Originally Posted by earboth
Hello,

you only have to change the x's into powers of base e:

$\displaystyle x^{x^x}=e^{e^{x \cdot \ln(x)}}$

I presume that you know the chain rule and that you know how to derivate an exponentila function with base e.

EB

Perhaps I am missing something, but how is e^e^(x*ln(x)) = e^x^x the same as x^x^x. The derivatives are clearly different.
• Jan 24th 2007, 10:48 AM
earboth
Quote:

Originally Posted by AfterShock
Perhaps I am missing something, but how is e^e^(x*ln(x)) = e^x^x the same as x^x^x. The derivatives are clearly different.

Hello, AfterShock,

of course you are right: I messed up my notes. It should be:

$\displaystyle x^{x^x}=e^{\ln(x) \cdot e^{x*ln(x)}}$

As you can see, one factor ln(x) slipped away. But anyhow your method is much better as what I've planned to do.

EB
• Jan 25th 2007, 08:54 AM
kukkeball
So what's the correct answer... i got something crazy... : F
• Jan 25th 2007, 11:34 AM
Soroban
Hello, kukkeball!

Here's another approach . . .

Quote:

Differentiate: . $\displaystyle y \:=\:x^{x^x}$

Take logs: .$\displaystyle \ln y \;=\;\ln\left(x^{x^x}\right) \;=\;x^x\ln x$

Take logs again: .$\displaystyle \ln(\ln y)\;=\;\ln\left[x^x\ln x\right] \;=\;\ln\left(x^x\right) + \ln(\ln x) \;=\;x\ln x + \ln(\ln x)$

Differentiate implicitly (very carefully) . . .
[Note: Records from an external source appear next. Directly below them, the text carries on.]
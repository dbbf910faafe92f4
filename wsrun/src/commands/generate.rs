//! Reference list generation.

use anyhow::Result;
use wsrun_core::{generate_references, LocateOptions};

use crate::formatting::{print_invalid_descriptors, print_success};

pub fn cmd_generate(locate: LocateOptions, file: Option<String>) -> Result<()> {
    let report = generate_references(&locate, file.as_deref())?;
    print_invalid_descriptors(&report.invalid);
    print_success(&format!(
        "Wrote {} references to {}",
        report.references,
        report.path.display()
    ));
    Ok(())
}
//! Channel-fed payload source for incrementally produced bodies.
//!
//! # Responsibilities
//! - Let handler code produce body chunks while the transport drains them
//! - Bound in-flight chunks so a fast producer cannot outrun the wire
//! - Carry partially consumed chunks across reads without copying
//!
//! # Design Decisions
//! - `std::sync::mpsc::sync_channel`: the framer's read side is synchronous,
//!   and a bounded channel gives structural backpressure
//! - Dropping the sender is the end-of-data signal; no in-band terminator

use std::io;
use std::sync::mpsc::{self, Receiver, SyncSender};

use bytes::Bytes;

use crate::source::PayloadSource;

/// Producer half: handler code sends body chunks through this.
#[derive(Debug, Clone)]
pub struct PayloadSender {
    tx: SyncSender<Bytes>,
}

impl PayloadSender {
    /// Queue a chunk, blocking while the channel is full.
    ///
    /// Fails with `BrokenPipe` once the consuming stream is gone.
    pub fn send(&self, chunk: impl Into<Bytes>) -> io::Result<()> {
        self.tx.send(chunk.into()).map_err(|_| {
            io::Error::new(io::ErrorKind::BrokenPipe, "payload consumer dropped")
        })
    }
}

/// Consumer half: a [`PayloadSource`] that reads what the sender queued.
#[derive(Debug)]
pub struct ChannelSource {
    rx: Receiver<Bytes>,
    /// Unconsumed tail of the chunk currently being drained.
    pending: Bytes,
    pos: u64,
    done: bool,
}

impl ChannelSource {
    /// Create a connected sender/source pair holding at most `capacity`
    /// queued chunks.
    pub fn bounded(capacity: usize) -> (PayloadSender, ChannelSource) {
        let (tx, rx) = mpsc::sync_channel(capacity);
        (
            PayloadSender { tx },
            ChannelSource {
                rx,
                pending: Bytes::new(),
                pos: 0,
                done: false,
            },
        )
    }
}

impl PayloadSource for ChannelSource {
    /// Blocks until the producer queues a chunk or hangs up. Empty chunks
    /// are skipped, never reported as end-of-data.
    fn read(&mut self, buf: &mut [u8]) -> io::Result<usize> {
        if buf.is_empty() {
            return Ok(0);
        }
        while self.pending.is_empty() {
            if self.done {
                return Ok(0);
            }
            match self.rx.recv() {
                Ok(chunk) => self.pending = chunk,
                Err(_) => {
                    self.done = true;
                    return Ok(0);
                }
            }
        }
        let n = self.pending.len().min(buf.len());
        let chunk = self.pending.split_to(n);
        buf[..n].copy_from_slice(&chunk);
        self.pos += n as u64;
        Ok(n)
    }

    fn position(&self) -> u64 {
        self.pos
    }

    fn can_read(&self) -> bool {
        !self.done || !self.pending.is_empty()
    }

    fn release(&mut self) {
        self.done = true;
        self.pending = Bytes::new();
    }
}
. . $\displaystyle \frac{1}{\ln y}\cdot\frac{1}{y}\cdot\frac{dy}{dx}\;=\;x\cdot\fr ac{1}{x} + \ln x + \frac{1}{\ln x}\cdot\frac{1}{x}$

We have: .$\displaystyle \frac{1}{y\ln y}\cdot\frac{dy}{dx} \;=\;1 + \ln x + \frac{1}{x\ln x}$

Then: .$\displaystyle \frac{dy}{dx}\;=\;y\ln y\left(1 + \ln x + \frac{1}{x\ln x}\right)$

Therefore: .$\displaystyle \frac{dy}{dx}\;=\;x^{x^x}\ln\left(x^{x^x}\right)\l eft(1 + \ln x + \frac{1}{x\ln x}\right)$